1. In ‘The Tempest’, Act IV, Scène 1:
- "Wij zijn zulke dingen
Terwijl dromen worden gemaakt; en ons kleine leven
Wordt afgerond met een slaap."
In deze context wordt 'onkruid' afgewisseld met 'dingen' en 'dromen'. Het suggereert dat het menselijk bestaan kwetsbaar, vluchtig en niet substantieel is, zoals onkruid dat snel groeit maar oppervlakkige wortels heeft.

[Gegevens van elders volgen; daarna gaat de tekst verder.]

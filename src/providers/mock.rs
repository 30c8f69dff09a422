/*!
 * Mock provider implementation for testing.
 *
 * The mock answers chat requests from a queue of scripted replies and
 * records every request it receives, so tests can inspect exactly what the
 * session would have sent over the wire:
 * - `MockProvider::scripted(...)` - Replies in order, then a default reply
 * - `MockProvider::failing(...)` - Always fails with the given error kind
 */

use async_trait::async_trait;
use parking_lot::Mutex;
use std::collections::VecDeque;

use crate::errors::ProviderError;
use crate::providers::{ChatRequest, ChatResponse, Provider};

/// Reply used once the script is exhausted
pub const DEFAULT_MOCK_REPLY: &str = "{'translated':'[TRANSLATED]'}";

/// Type of error to simulate
#[derive(Debug, Clone, Copy, PartialEq, Eq, Default)]
pub enum MockErrorType {
    /// Authentication error (invalid API key)
    #[default]
    Auth,
    /// Connection error
    Connection,
    /// Rate limit error
    RateLimit,
    /// API error
    Api,
    /// Response body did not match the expected shape
    Malformed,
}

impl MockErrorType {
    fn to_error(self) -> ProviderError {
        match self {
            Self::Auth => ProviderError::AuthenticationError("Invalid API key".to_string()),
            Self::Connection => ProviderError::ConnectionError("Connection refused".to_string()),
            Self::RateLimit => ProviderError::RateLimitExceeded("Too many requests".to_string()),
            Self::Api => ProviderError::ApiError { status_code: 500, message: "Internal error".to_string() },
            Self::Malformed => ProviderError::ParseError("missing field `usage`".to_string()),
        }
    }
}

/// One scripted provider answer
#[derive(Debug, Clone)]
enum MockReply {
    Content { content: String, total_tokens: u64 },
    Error(MockErrorType),
}

/// Mock provider for testing session behavior without network access
#[derive(Debug, Default)]
pub struct MockProvider {
    /// Replies handed out in order
    script: Mutex<VecDeque<MockReply>>,
    /// Every request received, in order
    requests: Mutex<Vec<ChatRequest>>,
    /// Error returned for every request when set
    always_fail: Option<MockErrorType>,
    /// Tokens reported for the default reply
    default_tokens: u64,
}

impl MockProvider {
    /// Create a mock provider with an empty script
    pub fn new() -> Self {
        Self { default_tokens: 10, ..Self::default() }
    }

    /// Create a mock that answers with the given contents and token totals, in order
    pub fn scripted<I, S>(replies: I) -> Self
    where
        I: IntoIterator<Item = (S, u64)>,
        S: Into<String>,
    {
        let mock = Self::new();
        for (content, total_tokens) in replies {
            mock.push_reply(content, total_tokens);
        }
        mock
    }

    /// Create a failing mock provider that always errors
    pub fn failing(error_type: MockErrorType) -> Self {
        Self { always_fail: Some(error_type), ..Self::new() }
    }

    /// Queue a successful reply
    pub fn push_reply(&self, content: impl Into<String>, total_tokens: u64) {
        self.script.lock().push_back(MockReply::Content { content: content.into(), total_tokens });
    }

    /// Queue a failure for the next unanswered request
    pub fn fail_next_call(&self, error_type: MockErrorType) {
        self.script.lock().push_back(MockReply::Error(error_type));
    }

    /// Number of requests received so far
    pub fn call_count(&self) -> usize {
        self.requests.lock().len()
    }

    /// Copy of all requests received so far
    pub fn requests(&self) -> Vec<ChatRequest> {
        self.requests.lock().clone()
    }

    /// The most recent request, if any
    pub fn last_request(&self) -> Option<ChatRequest> {
        self.requests.lock().last().cloned()
    }
}

#[async_trait]
impl Provider for MockProvider {
    async fn complete(&self, request: ChatRequest) -> Result<ChatResponse, ProviderError> {
        self.requests.lock().push(request);

        if let Some(error_type) = self.always_fail {
            return Err(error_type.to_error());
        }

        let next = self.script.lock().pop_front();
        match next {
            Some(MockReply::Content { content, total_tokens }) => Ok(ChatResponse::from_content(content, total_tokens)),
            Some(MockReply::Error(error_type)) => Err(error_type.to_error()),
            None => Ok(ChatResponse::from_content(DEFAULT_MOCK_REPLY, self.default_tokens)),
        }
    }
}
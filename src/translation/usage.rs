use std::time::{Duration, Instant};

use crate::providers::groq::ChatUsage;

/// Token usage statistics for a session's lifetime
#[derive(Debug, Clone)]
pub struct TokenUsage {
    /// Total tokens across every completed call
    pub total_tokens: u64,

    /// Total tokens of the most recent completed call
    pub last_call_tokens: u64,

    /// Prompt tokens across every completed call
    pub prompt_tokens: u64,

    /// Completion tokens across every completed call
    pub completion_tokens: u64,

    /// Number of completed calls
    pub requests: u64,

    /// Start time of token tracking
    pub start_time: Instant,

    /// Total time spent waiting for the provider
    pub api_duration: Duration,
}

impl Default for TokenUsage {
    fn default() -> Self {
        Self::new()
    }
}

impl TokenUsage {
    pub fn new() -> Self {
        Self {
            total_tokens: 0,
            last_call_tokens: 0,
            prompt_tokens: 0,
            completion_tokens: 0,
            requests: 0,
            start_time: Instant::now(),
            api_duration: Duration::ZERO,
        }
    }

    /// Account for one completed call
    pub fn record(&mut self, usage: &ChatUsage, elapsed: Duration) {
        self.total_tokens += usage.total_tokens;
        self.last_call_tokens = usage.total_tokens;
        self.prompt_tokens += usage.prompt_tokens;
        self.completion_tokens += usage.completion_tokens;
        self.requests += 1;
        self.api_duration += elapsed;
    }

    /// Calculate tokens per minute of API time
    pub fn tokens_per_minute(&self) -> f64 {
        let minutes = self.api_duration.as_secs_f64() / 60.0;
        if minutes > 0.0 {
            self.total_tokens as f64 / minutes
        } else {
            0.0
        }
    }

    /// Generate a summary of token usage
    pub fn summary(&self) -> String {
        format!(
            "Token Usage Summary:\n\
             Requests: {}\n\
             Prompt tokens: {}\n\
             Completion tokens: {}\n\
             Total tokens: {}\n\
             Last request: {}\n\
             Elapsed time: {:.2} minutes\n\
             API request time: {:.2} minutes\n\
             Tokens per minute: {:.2}",
            self.requests,
            self.prompt_tokens,
            self.completion_tokens,
            self.total_tokens,
            self.last_call_tokens,
            self.start_time.elapsed().as_secs_f64() / 60.0,
            self.api_duration.as_secs_f64() / 60.0,
            self.tokens_per_minute()
        )
    }
}
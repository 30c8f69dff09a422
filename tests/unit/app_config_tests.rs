/*!
 * Tests for application configuration functionality
 */

use std::collections::HashMap;

use mantra::app_config::{Config, LogLevel, SessionConfig};

fn env(pairs: &[(&str, &str)]) -> impl Fn(&str) -> Option<String> {
    let map: HashMap<String, String> = pairs.iter().map(|(k, v)| (k.to_string(), v.to_string())).collect();
    move |name| map.get(name).cloned()
}

#[test]
fn test_default_config_should_have_expected_values() {
    let config = Config::default();

    assert_eq!(config.log_level, LogLevel::Info);
    assert_eq!(config.translation.provider.endpoint, "https://api.groq.com/openai/v1");
    assert_eq!(config.translation.provider.timeout_secs, 40);
    assert_eq!(config.translation.provider.retry_count, 5);
    assert_eq!(config.translation.provider.rate_limit, Some(200));
    assert_eq!(config.translation.session.max_tokens, 8192);
    assert_eq!(config.translation.session.max_context, 20);
    assert!(!config.translation.session.context_retention);
    assert!(config.translation.settings.is_none());
}

#[test]
fn test_apply_env_overrides_should_set_fields() {
    let mut config = Config::default();

    config
        .apply_env_overrides(env(&[
            ("GROQ_API_KEY", "gsk_test"),
            ("GROQ_MODEL", "mixtral"),
            ("CONTEXT_RETENTION", "TRUE"),
            ("CONTEXT_LENGTH", "12"),
        ]))
        .unwrap();

    assert_eq!(config.translation.provider.api_key, "gsk_test");
    assert_eq!(config.translation.provider.model, "mixtral");
    assert!(config.translation.session.context_retention);
    assert_eq!(config.translation.session.max_context, 12);
}

#[test]
fn test_apply_env_overrides_with_non_true_retention_should_disable() {
    let mut config = Config::default();
    config.translation.session.context_retention = true;

    config.apply_env_overrides(env(&[("CONTEXT_RETENTION", "yes")])).unwrap();

    assert!(!config.translation.session.context_retention);
}

#[test]
fn test_apply_env_overrides_with_bad_length_should_fail() {
    let mut config = Config::default();
    assert!(config.apply_env_overrides(env(&[("CONTEXT_LENGTH", "lots")])).is_err());
}

#[test]
fn test_apply_env_overrides_with_nothing_set_should_change_nothing() {
    let mut config = Config::default();
    config.apply_env_overrides(env(&[])).unwrap();
    assert_eq!(config.translation.session, SessionConfig::default());
    assert!(config.translation.provider.api_key.is_empty());
}

#[test]
fn test_validate_with_missing_key_should_fail_only_when_required() {
    let config = Config::default();
    assert!(config.validate(true).is_err());
    assert!(config.validate(false).is_ok());
}

#[test]
fn test_validate_with_tiny_window_should_fail() {
    let mut config = Config::default();
    config.translation.session.max_context = 1;
    assert!(config.validate(false).is_err());
}

#[test]
fn test_config_json_with_partial_fields_should_fill_defaults() {
    let json = r#"{
        "log_level": "debug",
        "translation": {
            "provider": { "api_key": "gsk_file" },
            "session": { "context_retention": true },
            "settings": { "groq.temperature": 0.4, "top_p": 0.8 }
        }
    }"#;

    let config: Config = serde_json::from_str(json).unwrap();

    assert_eq!(config.log_level, LogLevel::Debug);
    assert_eq!(config.translation.provider.api_key, "gsk_file");
    assert_eq!(config.translation.provider.timeout_secs, 40);
    assert!(config.translation.session.context_retention);
    assert_eq!(config.translation.session.max_context, 20);
    let settings = config.translation.settings.unwrap();
    assert_eq!(settings.resolve("groq", "temperature", 0.3_f32), 0.4);
}
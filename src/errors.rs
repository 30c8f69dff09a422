/*!
 * Error types for the mantra library.
 *
 * This module contains custom error types for the provider client, the
 * configuration layer and the translation session, using the thiserror
 * crate for ergonomic error definitions.
 */

use thiserror::Error;

/// Errors that can occur when working with the provider API
#[derive(Error, Debug)]
pub enum ProviderError {
    /// Error when making an API request fails
    #[error("API request failed: {0}")]
    RequestFailed(String),

    /// Error when parsing an API response fails
    #[error("Failed to parse API response: {0}")]
    ParseError(String),

    /// Error returned by the API itself
    #[error("API responded with error: {status_code} - {message}")]
    ApiError {
        /// HTTP status code
        status_code: u16,
        /// Error message from the API
        message: String,
    },

    /// Error establishing or maintaining a connection
    #[error("Connection error: {0}")]
    ConnectionError(String),

    /// Error related to rate limiting
    #[error("Rate limit exceeded: {0}")]
    RateLimitExceeded(String),

    /// Error with authentication
    #[error("Authentication error: {0}")]
    AuthenticationError(String),
}

impl ProviderError {
    /// Whether a failed request is worth sending again
    pub fn is_retryable(&self) -> bool {
        match self {
            Self::ConnectionError(_) | Self::RateLimitExceeded(_) => true,
            Self::ApiError { status_code, .. } => *status_code >= 500,
            _ => false,
        }
    }
}

/// Errors raised while building a session from configuration
#[derive(Error, Debug)]
pub enum ConfigError {
    /// The provider credential is absent and validation was requested
    #[error("Missing API key: set GROQ_API_KEY or translation.provider.api_key before using the Groq translator")]
    MissingApiKey,

    /// The context window cannot hold a prompt and its continuation seed
    #[error("Invalid context size {0}: the conversation window needs at least 2 messages")]
    InvalidContextSize(usize),

    /// An empty stop sequence would be sent as `[""]`
    #[error("Invalid stop sequence: it must not be empty")]
    EmptyStopSequence,

    /// The provider endpoint is not a usable URL
    #[error("Invalid endpoint '{endpoint}': {reason}")]
    InvalidEndpoint {
        /// Endpoint as configured
        endpoint: String,
        /// Parser message
        reason: String,
    },
}

/// Errors that can occur during translation
#[derive(Error, Debug)]
pub enum TranslationError {
    /// Error from the provider API, passed through untouched
    #[error(transparent)]
    Provider(#[from] ProviderError),
}
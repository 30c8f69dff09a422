use async_trait::async_trait;
use log::{error, warn};
use reqwest::Client;
use serde::{Deserialize, Serialize};
use std::fmt;
use std::time::{Duration, Instant};
use tokio::sync::Mutex;
use url::Url;

use crate::app_config::ProviderConfig;
use crate::errors::{ConfigError, ProviderError};
use crate::providers::Provider;

/// Groq client for the OpenAI-compatible chat-completion API
pub struct Groq {
    /// HTTP client for API requests
    client: Client,
    /// API key for authentication
    api_key: String,
    /// Fully resolved `/chat/completions` URL
    completions_url: Url,
    /// Maximum number of retries after the first attempt
    max_retries: u32,
    /// Base backoff time in milliseconds, doubled on each retry
    backoff_base_ms: u64,
    /// Optional rate limit in requests per minute
    rate_limit: Option<u32>,
    /// Time the last request left the client
    last_request: Mutex<Option<Instant>>,
}

/// Role of a chat message sender
#[derive(Debug, Clone, Copy, PartialEq, Eq, Serialize, Deserialize)]
#[serde(rename_all = "lowercase")]
pub enum Role {
    System,
    User,
    Assistant,
}

/// Chat message object
#[derive(Debug, Clone, PartialEq, Serialize, Deserialize)]
pub struct ChatMessage {
    /// Role of the message sender
    pub role: Role,
    /// Content of the message
    pub content: String,
}

impl ChatMessage {
    pub fn system(content: impl Into<String>) -> Self {
        Self { role: Role::System, content: content.into() }
    }

    pub fn user(content: impl Into<String>) -> Self {
        Self { role: Role::User, content: content.into() }
    }

    pub fn assistant(content: impl Into<String>) -> Self {
        Self { role: Role::Assistant, content: content.into() }
    }
}

/// Chat-completion request
#[derive(Debug, Clone, Serialize)]
pub struct ChatRequest {
    /// The model to use
    pub model: String,

    /// The messages for the conversation, system message first
    pub messages: Vec<ChatMessage>,

    /// Maximum number of tokens to generate
    #[serde(skip_serializing_if = "Option::is_none")]
    pub max_tokens: Option<u32>,

    /// Temperature for generation
    #[serde(skip_serializing_if = "Option::is_none")]
    pub temperature: Option<f32>,

    /// Top probability mass to consider (nucleus sampling)
    #[serde(skip_serializing_if = "Option::is_none")]
    pub top_p: Option<f32>,

    /// Sequences that end generation
    #[serde(skip_serializing_if = "Vec::is_empty")]
    pub stop: Vec<String>,
}

impl ChatRequest {
    /// Create a new chat request
    pub fn new(model: impl Into<String>, messages: Vec<ChatMessage>) -> Self {
        Self {
            model: model.into(),
            messages,
            max_tokens: None,
            temperature: None,
            top_p: None,
            stop: Vec::new(),
        }
    }

    /// Set the maximum number of output tokens
    pub fn max_tokens(mut self, max_tokens: u32) -> Self {
        self.max_tokens = Some(max_tokens);
        self
    }

    /// Set the temperature
    pub fn temperature(mut self, temperature: f32) -> Self {
        self.temperature = Some(temperature);
        self
    }

    /// Set the top_p (nucleus sampling)
    pub fn top_p(mut self, top_p: f32) -> Self {
        self.top_p = Some(top_p);
        self
    }

    /// Add a stop sequence
    pub fn stop(mut self, sequence: impl Into<String>) -> Self {
        self.stop.push(sequence.into());
        self
    }
}

/// Token usage information
#[derive(Debug, Clone, Default, Serialize, Deserialize)]
pub struct ChatUsage {
    #[serde(default)]
    pub prompt_tokens: u64,
    #[serde(default)]
    pub completion_tokens: u64,
    pub total_tokens: u64,
}

/// One generated alternative
#[derive(Debug, Clone, Serialize, Deserialize)]
pub struct ChatChoice {
    #[serde(default)]
    pub index: u32,
    pub message: ChatMessage,
    #[serde(default)]
    pub finish_reason: Option<String>,
}

/// Chat-completion response
#[derive(Debug, Clone, Serialize, Deserialize)]
pub struct ChatResponse {
    #[serde(default)]
    pub model: Option<String>,
    pub choices: Vec<ChatChoice>,
    pub usage: ChatUsage,
}

impl ChatResponse {
    /// Build a single-choice response, mostly useful for test doubles
    pub fn from_content(content: impl Into<String>, total_tokens: u64) -> Self {
        Self {
            model: None,
            choices: vec![ChatChoice {
                index: 0,
                message: ChatMessage::assistant(content),
                finish_reason: Some("stop".to_string()),
            }],
            usage: ChatUsage { prompt_tokens: 0, completion_tokens: 0, total_tokens },
        }
    }

    /// Text of the first choice
    pub fn first_content(&self) -> Result<&str, ProviderError> {
        self.choices
            .first()
            .map(|c| c.message.content.as_str())
            .ok_or_else(|| ProviderError::ParseError("response contained no choices".to_string()))
    }
}

impl fmt::Debug for Groq {
    fn fmt(&self, f: &mut fmt::Formatter<'_>) -> fmt::Result {
        f.debug_struct("Groq")
            .field("completions_url", &self.completions_url.as_str())
            .field("max_retries", &self.max_retries)
            .field("rate_limit", &self.rate_limit)
            .finish_non_exhaustive()
    }
}

impl Groq {
    /// Create a Groq client from provider configuration
    ///
    /// With `check_api_key` set, an empty key fails here so no request is
    /// ever attempted without a credential.
    pub fn from_config(config: &ProviderConfig, check_api_key: bool) -> Result<Self, ConfigError> {
        if check_api_key && config.api_key.trim().is_empty() {
            return Err(ConfigError::MissingApiKey);
        }

        let completions_url = completions_url(&config.endpoint)?;

        Ok(Self {
            client: Client::builder()
                .timeout(Duration::from_secs(config.timeout_secs))
                .pool_idle_timeout(Duration::from_secs(90))
                .build()
                .unwrap_or_default(),
            api_key: config.api_key.clone(),
            completions_url,
            max_retries: config.retry_count,
            backoff_base_ms: config.retry_backoff_ms,
            rate_limit: config.rate_limit,
            last_request: Mutex::new(None),
        })
    }

    /// Wait until the rate limit allows another request
    async fn wait_for_slot(&self) {
        let Some(rpm) = self.rate_limit.filter(|r| *r > 0) else {
            return;
        };
        let interval = Duration::from_millis(60_000 / u64::from(rpm));

        let mut last = self.last_request.lock().await;
        if let Some(previous) = *last {
            let elapsed = previous.elapsed();
            if elapsed < interval {
                tokio::time::sleep(interval - elapsed).await;
            }
        }
        *last = Some(Instant::now());
    }

    async fn send_once(&self, request: &ChatRequest) -> Result<ChatResponse, ProviderError> {
        let response = self
            .client
            .post(self.completions_url.clone())
            .bearer_auth(&self.api_key)
            .json(request)
            .send()
            .await
            .map_err(|e| {
                if e.is_timeout() || e.is_connect() {
                    ProviderError::ConnectionError(e.to_string())
                } else {
                    ProviderError::RequestFailed(e.to_string())
                }
            })?;

        let status = response.status();
        if !status.is_success() {
            let error_text = response
                .text()
                .await
                .unwrap_or_else(|_| "Failed to get error response text".to_string());
            error!("Groq API error ({}): {}", status, error_text);
            return Err(match status.as_u16() {
                401 | 403 => ProviderError::AuthenticationError(error_text),
                429 => ProviderError::RateLimitExceeded(error_text),
                code => ProviderError::ApiError { status_code: code, message: error_text },
            });
        }

        response
            .json::<ChatResponse>()
            .await
            .map_err(|e| ProviderError::ParseError(e.to_string()))
    }
}

#[async_trait]
impl Provider for Groq {
    async fn complete(&self, request: ChatRequest) -> Result<ChatResponse, ProviderError> {
        let mut attempt = 0;
        loop {
            self.wait_for_slot().await;
            match self.send_once(&request).await {
                Ok(response) => return Ok(response),
                Err(e) if e.is_retryable() && attempt < self.max_retries => {
                    attempt += 1;
                    let backoff_ms = self.backoff_base_ms.saturating_mul(1u64 << (attempt - 1).min(16));
                    warn!(
                        "Groq request failed: {} - retrying in {}ms (attempt {}/{})",
                        e,
                        backoff_ms,
                        attempt + 1,
                        self.max_retries + 1
                    );
                    tokio::time::sleep(Duration::from_millis(backoff_ms)).await;
                }
                Err(e) => return Err(e),
            }
        }
    }
}

/// Resolve the chat-completion URL below an API base endpoint
fn completions_url(endpoint: &str) -> Result<Url, ConfigError> {
    let raw = format!("{}/chat/completions", endpoint.trim().trim_end_matches('/'));
    let url = Url::parse(&raw).map_err(|e| ConfigError::InvalidEndpoint {
        endpoint: endpoint.to_string(),
        reason: e.to_string(),
    })?;
    match url.scheme() {
        "http" | "https" => Ok(url),
        other => Err(ConfigError::InvalidEndpoint {
            endpoint: endpoint.to_string(),
            reason: format!("unsupported scheme '{}'", other),
        }),
    }
}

2. In 'Hamlet', eerste bedrijf, scène 3:
- "Maar twee maanden dood! Nee, niet zozeer, niet twee;
Een zo voortreffelijke koning; dat was, hierbij
Hyperion voor een sater; zo lief voor mijn moeder
Opdat hij de winden van de hemel niet zou beproeven
Bezoek haar gezicht te ruw. Hemel en aarde!
Moet ik het onthouden? waarom, ze zou hem moeten vasthouden,
Alsof de eetlust was toegenomen
Door waar het zich mee voedde; en toch, binnen een maand,
Laat ik er niet aan denken:zwakheid, uw naam is vrouw!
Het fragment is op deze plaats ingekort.